Small quantities of visual objects can be rapidly estimated without error, a phenomenon known as subitizing. Larger quantities can also be rapidly estimated, but with error, and the error rate predicts math abilities. This study addressed two issues: (a) whether subitizing generalizes over modalities and stimulus formats and (b) whether subitizing correlates with math abilities. We measured subitizing limits in primary school children and adults for visual and auditory stimuli presented either sequentially (sequences of flashes or sounds) or simultaneously (visual presentations, dot arrays). The results show that (a) subitizing limits for adults were one item larger than those for primary school children across all conditions; (b) subitizing for simultaneous visual stimuli (dots) was better than that for sequential stimuli; (c) subitizing limits for dots do not correlate with subitizing limits for either flashes or sounds; (d) subitizing of sequences of flashes and subitizing of sequences of sounds are strongly correlated with each other in children; and (e) regardless of stimuli sensory modality and format, subitizing limits do not correlate with mental calculation or digit magnitude knowledge proficiency. These results suggest that although children can subitize sequential numerosity, simultaneous and temporal subitizing may be subserved by separate systems. Furthermore, subitizing does not seem to be related to numerical abilities.
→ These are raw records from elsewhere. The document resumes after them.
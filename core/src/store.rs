//! SQLite-backed index store: documents, postings, document frequencies,
//! corpus statistics, the link graph and PageRank scores.

use crate::index::{CorpusStats, DocId, DocRecord, LinkGraph, Posting};
use anyhow::{Context, Result};
use rusqlite::{params, Connection, OptionalExtension, Transaction};
use std::collections::BTreeMap;
use std::fs::create_dir_all;
use std::path::Path;

const SCHEMA_SQL: &str = r#"
CREATE TABLE IF NOT EXISTS docs (
    doc_id INTEGER PRIMARY KEY,
    url TEXT UNIQUE,
    title TEXT,
    path TEXT UNIQUE,
    length INTEGER
);

CREATE TABLE IF NOT EXISTS postings (
    term TEXT,
    doc_id INTEGER,
    tf INTEGER,
    PRIMARY KEY (term, doc_id)
);

CREATE TABLE IF NOT EXISTS df (
    term TEXT PRIMARY KEY,
    doc_freq INTEGER
);

CREATE TABLE IF NOT EXISTS meta (
    key TEXT PRIMARY KEY,
    value REAL
);

CREATE TABLE IF NOT EXISTS links (
    from_doc_id INTEGER REFERENCES docs(doc_id),
    to_doc_id INTEGER REFERENCES docs(doc_id)
);

CREATE TABLE IF NOT EXISTS pagerank (
    doc_id INTEGER PRIMARY KEY REFERENCES docs(doc_id),
    rank REAL
);

CREATE INDEX IF NOT EXISTS idx_links_from ON links(from_doc_id);
CREATE INDEX IF NOT EXISTS idx_links_to ON links(to_doc_id);
CREATE INDEX IF NOT EXISTS idx_postings_term ON postings(term);
CREATE INDEX IF NOT EXISTS idx_postings_doc ON postings(doc_id);
"#;

pub const META_NUM_DOCS: &str = "N";
pub const META_AVGDL: &str = "avgdl";

pub struct IndexStore {
    conn: Connection,
}

impl IndexStore {
    /// Open (creating if needed) the database file and apply the schema.
    pub fn open<P: AsRef<Path>>(path: P) -> Result<Self> {
        let path = path.as_ref();
        if let Some(dir) = path.parent() {
            if !dir.as_os_str().is_empty() {
                create_dir_all(dir)?;
            }
        }
        let conn = Connection::open(path)
            .with_context(|| format!("opening index database {}", path.display()))?;
        conn.pragma_update_and_check(None, "journal_mode", "WAL", |_| Ok(()))?;
        conn.pragma_update(None, "synchronous", "NORMAL")?;
        Self::init(conn)
    }

    pub fn open_in_memory() -> Result<Self> {
        Self::init(Connection::open_in_memory()?)
    }

    fn init(conn: Connection) -> Result<Self> {
        conn.pragma_update(None, "foreign_keys", "ON")?;
        conn.execute_batch(SCHEMA_SQL).context("initializing index schema")?;
        Ok(Self { conn })
    }

    /// Start a full rebuild: every indexer-owned row is deleted inside one
    /// transaction that becomes visible only on [`Rebuild::commit`].
    ///
    /// PageRank rows go too, since doc ids are only stable within a run.
    pub fn rebuild(&mut self) -> Result<Rebuild<'_>> {
        let tx = self.conn.transaction()?;
        tx.execute_batch(
            "DELETE FROM pagerank;
             DELETE FROM links;
             DELETE FROM postings;
             DELETE FROM df;
             DELETE FROM meta;
             DELETE FROM docs;",
        )?;
        Ok(Rebuild { tx })
    }

    pub fn corpus_stats(&self) -> Result<CorpusStats> {
        let num_docs = self.meta_value(META_NUM_DOCS)?.unwrap_or(0.0);
        let avgdl = self.meta_value(META_AVGDL)?.unwrap_or(0.0);
        Ok(CorpusStats { num_docs: num_docs as u32, avgdl })
    }

    fn meta_value(&self, key: &str) -> Result<Option<f64>> {
        let v = self
            .conn
            .query_row("SELECT value FROM meta WHERE key = ?1", [key], |r| r.get(0))
            .optional()?;
        Ok(v)
    }

    pub fn doc_freq(&self, term: &str) -> Result<Option<u32>> {
        let v = self
            .conn
            .query_row("SELECT doc_freq FROM df WHERE term = ?1", [term], |r| r.get(0))
            .optional()?;
        Ok(v)
    }

    /// `(doc_id, tf, document length)` for every posting of `term`.
    pub fn term_postings(&self, term: &str) -> Result<Vec<(DocId, u32, u32)>> {
        let mut stmt = self.conn.prepare_cached(
            "SELECT p.doc_id, p.tf, COALESCE(d.length, 0)
             FROM postings p LEFT JOIN docs d ON d.doc_id = p.doc_id
             WHERE p.term = ?1
             ORDER BY p.doc_id",
        )?;
        let rows = stmt.query_map([term], |r| {
            Ok((r.get::<_, DocId>(0)?, r.get::<_, u32>(1)?, r.get::<_, u32>(2)?))
        })?;
        Ok(rows.collect::<rusqlite::Result<Vec<_>>>()?)
    }

    pub fn document(&self, doc_id: DocId) -> Result<Option<DocRecord>> {
        let v = self
            .conn
            .query_row(
                "SELECT doc_id, url, title, path, length FROM docs WHERE doc_id = ?1",
                [doc_id],
                doc_from_row,
            )
            .optional()?;
        Ok(v)
    }

    pub fn documents(&self) -> Result<Vec<DocRecord>> {
        let mut stmt = self
            .conn
            .prepare("SELECT doc_id, url, title, path, length FROM docs ORDER BY doc_id")?;
        let rows = stmt.query_map([], doc_from_row)?;
        Ok(rows.collect::<rusqlite::Result<Vec<_>>>()?)
    }

    pub fn postings(&self) -> Result<Vec<Posting>> {
        let mut stmt = self
            .conn
            .prepare("SELECT term, doc_id, tf FROM postings ORDER BY term, doc_id")?;
        let rows = stmt.query_map([], |r| Ok(Posting { term: r.get(0)?, doc_id: r.get(1)?, tf: r.get(2)? }))?;
        Ok(rows.collect::<rusqlite::Result<Vec<_>>>()?)
    }

    pub fn doc_freqs(&self) -> Result<BTreeMap<String, u32>> {
        let mut stmt = self.conn.prepare("SELECT term, doc_freq FROM df")?;
        let rows = stmt.query_map([], |r| Ok((r.get::<_, String>(0)?, r.get::<_, u32>(1)?)))?;
        Ok(rows.collect::<rusqlite::Result<BTreeMap<_, _>>>()?)
    }

    pub fn links(&self) -> Result<Vec<(DocId, DocId)>> {
        let mut stmt = self
            .conn
            .prepare("SELECT from_doc_id, to_doc_id FROM links ORDER BY from_doc_id, to_doc_id")?;
        let rows = stmt.query_map([], |r| Ok((r.get::<_, DocId>(0)?, r.get::<_, DocId>(1)?)))?;
        Ok(rows.collect::<rusqlite::Result<Vec<_>>>()?)
    }

    /// Every document as a node; edges whose endpoints are not documents
    /// are ignored.
    pub fn load_graph(&self) -> Result<LinkGraph> {
        let mut graph: LinkGraph = self.documents()?.into_iter().map(|d| (d.doc_id, Vec::new())).collect();
        for (from, to) in self.links()? {
            if !graph.contains_key(&to) {
                continue;
            }
            if let Some(out) = graph.get_mut(&from) {
                out.push(to);
            }
        }
        Ok(graph)
    }

    /// Upsert scores keyed by doc id.
    pub fn save_pagerank(&mut self, scores: &BTreeMap<DocId, f64>) -> Result<()> {
        let tx = self.conn.transaction()?;
        {
            let mut stmt = tx.prepare("INSERT OR REPLACE INTO pagerank(doc_id, rank) VALUES (?1, ?2)")?;
            for (doc_id, rank) in scores {
                stmt.execute(params![doc_id, rank])?;
            }
        }
        tx.commit()?;
        Ok(())
    }

    pub fn pagerank(&self, doc_id: DocId) -> Result<Option<f64>> {
        let v = self
            .conn
            .query_row("SELECT rank FROM pagerank WHERE doc_id = ?1", [doc_id], |r| r.get(0))
            .optional()?;
        Ok(v)
    }

    pub fn max_pagerank(&self) -> Result<Option<f64>> {
        let v: Option<f64> = self.conn.query_row("SELECT MAX(rank) FROM pagerank", [], |r| r.get(0))?;
        Ok(v)
    }
}

fn doc_from_row(r: &rusqlite::Row<'_>) -> rusqlite::Result<DocRecord> {
    Ok(DocRecord {
        doc_id: r.get(0)?,
        url: r.get(1)?,
        title: r.get(2)?,
        path: r.get(3)?,
        length: r.get(4)?,
    })
}

/// Write side of a full index rebuild.
pub struct Rebuild<'a> {
    tx: Transaction<'a>,
}

impl Rebuild<'_> {
    pub fn insert_document(&self, doc: &DocRecord) -> Result<()> {
        self.tx
            .prepare_cached("INSERT INTO docs(doc_id, url, title, path, length) VALUES (?1, ?2, ?3, ?4, ?5)")?
            .execute(params![doc.doc_id, doc.url, doc.title, doc.path, doc.length])
            .with_context(|| format!("inserting document {}", doc.url))?;
        Ok(())
    }

    pub fn insert_postings(&self, doc_id: DocId, term_freqs: &BTreeMap<String, u32>) -> Result<()> {
        let mut stmt = self.tx.prepare_cached("INSERT INTO postings(term, doc_id, tf) VALUES (?1, ?2, ?3)")?;
        for (term, tf) in term_freqs {
            stmt.execute(params![term, doc_id, tf])?;
        }
        Ok(())
    }

    pub fn insert_doc_freqs(&self, df: &BTreeMap<String, u32>) -> Result<()> {
        let mut stmt = self.tx.prepare_cached("INSERT INTO df(term, doc_freq) VALUES (?1, ?2)")?;
        for (term, count) in df {
            stmt.execute(params![term, count])?;
        }
        Ok(())
    }

    pub fn insert_link(&self, from: DocId, to: DocId) -> Result<()> {
        self.tx
            .prepare_cached("INSERT INTO links(from_doc_id, to_doc_id) VALUES (?1, ?2)")?
            .execute(params![from, to])?;
        Ok(())
    }

    pub fn set_corpus_stats(&self, stats: &CorpusStats) -> Result<()> {
        let mut stmt = self.tx.prepare_cached("INSERT OR REPLACE INTO meta(key, value) VALUES (?1, ?2)")?;
        stmt.execute(params![META_NUM_DOCS, f64::from(stats.num_docs)])?;
        stmt.execute(params![META_AVGDL, stats.avgdl])?;
        Ok(())
    }

    pub fn commit(self) -> Result<()> {
        self.tx.commit().context("committing index rebuild")
    }
}

#[cfg(test)]
mod tests {
    use super::*;

    fn doc(id: DocId, url: &str) -> DocRecord {
        DocRecord { doc_id: id, url: url.into(), title: format!("t{id}"), path: format!("/raw/{id}.txt"), length: 4 }
    }

    #[test]
    fn rebuild_is_invisible_until_commit() {
        let mut store = IndexStore::open_in_memory().unwrap();
        {
            let rb = store.rebuild().unwrap();
            rb.insert_document(&doc(1, "http://a.com/")).unwrap();
            // dropped without commit: rolled back
        }
        assert!(store.documents().unwrap().is_empty());

        let rb = store.rebuild().unwrap();
        rb.insert_document(&doc(1, "http://a.com/")).unwrap();
        rb.insert_document(&doc(2, "http://a.com/b")).unwrap();
        rb.insert_link(1, 2).unwrap();
        rb.set_corpus_stats(&CorpusStats { num_docs: 2, avgdl: 4.0 }).unwrap();
        rb.commit().unwrap();

        assert_eq!(store.documents().unwrap().len(), 2);
        assert_eq!(store.corpus_stats().unwrap(), CorpusStats { num_docs: 2, avgdl: 4.0 });
        let graph = store.load_graph().unwrap();
        assert_eq!(graph[&1], vec![2]);
        assert!(graph[&2].is_empty());
    }

    #[test]
    fn duplicate_urls_are_rejected() {
        let mut store = IndexStore::open_in_memory().unwrap();
        let rb = store.rebuild().unwrap();
        rb.insert_document(&doc(1, "http://a.com/")).unwrap();
        assert!(rb.insert_document(&doc(2, "http://a.com/")).is_err());
    }

    #[test]
    fn pagerank_is_upserted() {
        let mut store = IndexStore::open_in_memory().unwrap();
        let rb = store.rebuild().unwrap();
        rb.insert_document(&doc(1, "http://a.com/")).unwrap();
        rb.commit().unwrap();

        assert_eq!(store.max_pagerank().unwrap(), None);
        store.save_pagerank(&BTreeMap::from([(1, 0.5)])).unwrap();
        store.save_pagerank(&BTreeMap::from([(1, 0.25)])).unwrap();
        assert_eq!(store.pagerank(1).unwrap(), Some(0.25));
        assert_eq!(store.max_pagerank().unwrap(), Some(0.25));
        assert_eq!(store.pagerank(2).unwrap(), None);
    }
}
Temporal Coding of Visual Space, Trends in Cognitive Sciences, 10 (22), 883-895.

Establishing a representation of space is a major goal of sensory systems. Spatial information, however, is not always explicit in the incoming sensory signals. In most modalities it needs to be actively extracted from cues embedded in the temporal flow of receptor activation. Vision, on the other hand, starts with a sophisticated optical imaging system that explicitly preserves spatial information on the retina. This may lead to the assumption that vision is predominantly a spatial process: all that is needed is to transmit the retinal image to the cortex, like uploading a digital photograph, to establish a spatial map of the world. However, this deceptively simple analogy is inconsistent with theoretical models and experiments that study visual processing in the context of normal motor behavior. We argue here that, as with other senses, vision relies heavily on temporal strategies and temporal neural codes to extract and represent spatial information.